Alkyl t-butyl esters of Nifedipine (1a) analogues, in which the o-nitrophenyl group at position 4 is replaced by pyridinyl (7), dihydropyridinyl (8-10), or N-methyltetrahydropyridinyl (12), were synthesized and evaluated as calcium channel antagonists using the muscarinic receptor-mediated Ca+2-dependent contraction of guinea pig ileal longitudinal smooth muscle. The relative activity profile for unsymmetrical pyridinyl esters (7a-c) was 2-pyridinyl greater than 3-pyridinyl greater than 4-pyridinyl, whereas for the symmetrical di-tert-butyl esters (7d-f) the order of activity was 3-pyridinyl greater than 4-pyridinyl greater than 2-pyridinyl. Compounds (7a-c) having non-identical ester substituents were more active than those possessing identical ester substituents (7d-f).

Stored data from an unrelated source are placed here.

//! Knowledge-base folder discovery.

use std::fs;
use std::io;
use std::path::Path;

use tracing::{debug, warn};
use walkdir::WalkDir;

use crate::config::RagConfig;
use crate::document::Document;
use crate::error::{RagError, Result};

/// Documents read from a folder, plus the entries that were passed over.
#[derive(Debug, Clone, Default, PartialEq, Eq)]
pub struct LoadedFolder {
    /// Documents in lexicographic file-name order.
    pub documents: Vec<Document>,
    /// Names of regular files whose extension is not recognized.
    pub skipped: Vec<String>,
}

/// Read every recognized text file directly inside `folder`.
///
/// Files are visited in lexicographic file-name order so repeated runs over
/// the same folder produce the same document sequence. Subdirectories are
/// not descended into. Symlinks to files are followed.
///
/// # Errors
///
/// Returns [`RagError::Io`] if the folder cannot be listed or a recognized
/// file cannot be read as UTF-8 text.
pub fn load_documents(folder: impl AsRef<Path>, config: &RagConfig) -> Result<LoadedFolder> {
    let folder = folder.as_ref();
    let metadata = fs::metadata(folder).map_err(|e| RagError::io(folder, e))?;
    if !metadata.is_dir() {
        return Err(RagError::io(
            folder,
            io::Error::new(io::ErrorKind::NotADirectory, "document folder is not a directory"),
        ));
    }

    let mut loaded = LoadedFolder::default();
    let entries =
        WalkDir::new(folder).min_depth(1).max_depth(1).follow_links(true).sort_by_file_name();

    for entry in entries {
        let entry = entry.map_err(|e| {
            let path = e.path().unwrap_or(folder).to_path_buf();
            let source = e.into_io_error().unwrap_or_else(|| io::Error::other("directory walk failed"));
            RagError::io(path, source)
        })?;
        if !entry.file_type().is_file() {
            continue;
        }

        let name = entry.file_name().to_string_lossy().into_owned();
        if !config.accepts_file_name(&name) {
            debug!(file = %name, "skipping file with unrecognized extension");
            loaded.skipped.push(name);
            continue;
        }

        let text = fs::read_to_string(entry.path()).map_err(|e| {
            warn!(file = %name, error = %e, "failed to read document");
            RagError::io(entry.path(), e)
        })?;
        debug!(file = %name, chars = text.chars().count(), "read document");
        loaded.documents.push(Document { name, text });
    }

    Ok(loaded)
}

The 4-(3-pyridinyl) compounds (7) were more active than the 4-[3-(dihydropyridinyl)] regioisomers (8-9) whereas the 4-[4-(dihydropyridinyl)] compounds (10) were more active than the 4-(4-pyridinyl) analogues (7). The 4-[3-(dihydropyridinyl)] analogues (8-9) were more active than their respective 4-(4-dihydropyridinyl)] analogues (10). Compounds (12) having a 4-(1-methyl-1,2,3,6-tetrahydropyridinyl) ring substituent exhibited low activity. The test results suggest that that 4-(pyridinyl) and 4-(dihydropyridinyl) are isosteric with 4-(nitrophenyl) when they substitute on a 1,4-dihydropyridine ring system, 2-, 3- and 4-nitrophenyl being isosteric with 2-, 3- and 4-pyridinyl and dihydropyridinyl, respectively.